Kanwil DJP Papabrama Blokir Rekening di 14 Bank Akibat Tunggakan Pajak

Selasa, 09 Juni 2026 | 11:53:42 WIB
Ilustrasi DJP Blokir Rekening, Sumber: (NET).

JAKARTA - Tindakan tegas berupa pemblokiran rekening secara serentak telah diberlakukan kepada 36 Wajib Pajak yang memiliki tunggakan di 14 perbankan ternama.

Langkah hukum ini dijalankan secara nyata oleh Direktorat Jenderal Pajak (DJP) melalui Kantor Wilayah DJP Papua, Papua Barat dan Maluku (Kanwil DJP Papabrama).

"Rekening tersebar pada 14 bank besar yang berkantor pusat di Jakarta, Tangerang dan Jayapura, baik pada bank milik negara, bank pembangunan daerah, maupun bank swasta nasional," ungkap pihak Kanwil DJP Papabrama dalam keterangan tertulis.

Secara akumulatif, total piutang pajak dari seluruh Wajib Pajak yang menjadi sasaran tindakan penagihan aktif ini mencapai angka Rp17.076.129.628.

Upaya tersebut menjadi bagian dari rangkaian prosedur penagihan yang mekanismenya telah diatur secara legal dalam ketentuan perundang-undangan yang berlaku.

"Nilai tersebut menunjukkan masih adanya potensi penerimaan negara yang perlu diamankan melalui langkah penegakan hukum perpajakan yang konsisten dan berkesinambungan," jelasnya.

Pelaksanaan blokir massal ini sukses direalisasikan melalui koordinasi intensif antara 7 Kantor Pelayanan Pajak (KPP) di lingkungan Kanwil DJP Papabrama dengan pihak perbankan.

Penerapan aturan hukum di bidang perpajakan ini tidak hanya bertujuan sebagai sanksi, tetapi juga untuk mendorong kesadaran serta level kepatuhan para wajib pajak.

Melalui skema penagihan aktif melalui blokir serentak, pihak yang menunggak diharapkan segera membereskan kewajiban mereka guna menghindari konsekuensi hukum lebih lanjut.

Pendekatan secara persuasif dan edukatif tetap menjadi prioritas utama agar para Wajib Pajak bersedia menyelesaikan komitmen pajak secara tepat, lengkap, dan sesuai jadwal.
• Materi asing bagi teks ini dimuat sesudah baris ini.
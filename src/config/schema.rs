use std::time::Duration;

use serde::Deserialize;

/// Top-level settings loaded from `config.toml`.
///
/// File format: TOML
/// Default path (Linux/XDG): `$XDG_CONFIG_HOME/allegro/config.toml` or `~/.config/allegro/config.toml`
///
/// Precedence (highest wins):
/// 1) Environment variables (prefix `ALLEGRO__`, `__` as nested separator)
/// 2) Config file (if present)
/// 3) Struct defaults
#[derive(Debug, Clone, Default, Deserialize)]
#[serde(default)]
pub struct Settings {
    pub player: PlayerSettings,
    pub ingest: IngestSettings,
    pub logging: LoggingSettings,
}

#[derive(Debug, Clone, Deserialize)]
#[serde(default)]
pub struct PlayerSettings {
    /// Seconds of silence before the backend tears a session down.
    pub inactivity_timeout_secs: u64,
    /// Join voice channels deafened.
    pub self_deaf: bool,
    /// Leave the voice channel whenever playback is stopped.
    pub disconnect_on_stop: bool,
}

impl Default for PlayerSettings {
    fn default() -> Self {
        Self {
            inactivity_timeout_secs: 120,
            self_deaf: true,
            disconnect_on_stop: false,
        }
    }
}

impl PlayerSettings {
    pub fn inactivity_timeout(&self) -> Duration {
        Duration::from_secs(self.inactivity_timeout_secs)
    }
}

#[derive(Debug, Clone, Deserialize)]
#[serde(default)]
pub struct IngestSettings {
    /// Number of tracks resolved per batch.
    pub batch_size: usize,
    /// Pause after every track (milliseconds).
    pub item_delay_ms: u64,
    /// Extra pause between two batches (milliseconds).
    pub batch_delay_ms: u64,
    /// Base wait before each recovery attempt (milliseconds).
    pub retry_delay_ms: u64,
    /// Pause after a recovered track (milliseconds).
    pub retry_gap_ms: u64,
    /// How the wait before a recovery attempt evolves.
    pub retry_pacing: RetryPacingSetting,
    /// Upper bound for exponential pacing (milliseconds).
    pub retry_max_delay_ms: u64,
    /// Random extra wait added under exponential pacing (milliseconds).
    pub retry_jitter_ms: u64,
}

impl Default for IngestSettings {
    fn default() -> Self {
        Self {
            batch_size: 3,
            item_delay_ms: 100,
            batch_delay_ms: 300,
            retry_delay_ms: 500,
            retry_gap_ms: 300,
            retry_pacing: RetryPacingSetting::Fixed,
            retry_max_delay_ms: 4_000,
            retry_jitter_ms: 250,
        }
    }
}

#[derive(Debug, Copy, Clone, PartialEq, Eq, Deserialize)]
#[serde(rename_all = "kebab-case")]
pub enum RetryPacingSetting {
    #[serde(alias = "constant")]
    Fixed,
    #[serde(alias = "backoff", alias = "exponential-backoff")]
    Exponential,
}

#[derive(Debug, Clone, Deserialize)]
#[serde(default)]
pub struct LoggingSettings {
    /// `tracing` filter directive; `RUST_LOG` wins when set.
    pub filter: String,
}

impl Default for LoggingSettings {
    fn default() -> Self {
        Self {
            filter: "info".to_string(),
        }
    }
}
Dengan adanya tindakan penertiban ini, DJP berharap Wajib Pajak lebih kooperatif dalam melunasi kewajibannya untuk membangun ekosistem kepatuhan yang maksimal di masa depan.

"DJP memastikan penagihan pajak akan terus dilaksanakan secara konsisten, terukur, profesional dan berkesinambungan. Langkah-langkah penegakan hukum yang diambil selalu mengacu pada peraturan yang berlaku, sebagai bentuk pelaksanaan tugas dalam menjaga stabilitas penerimaan negara," pungkasnya.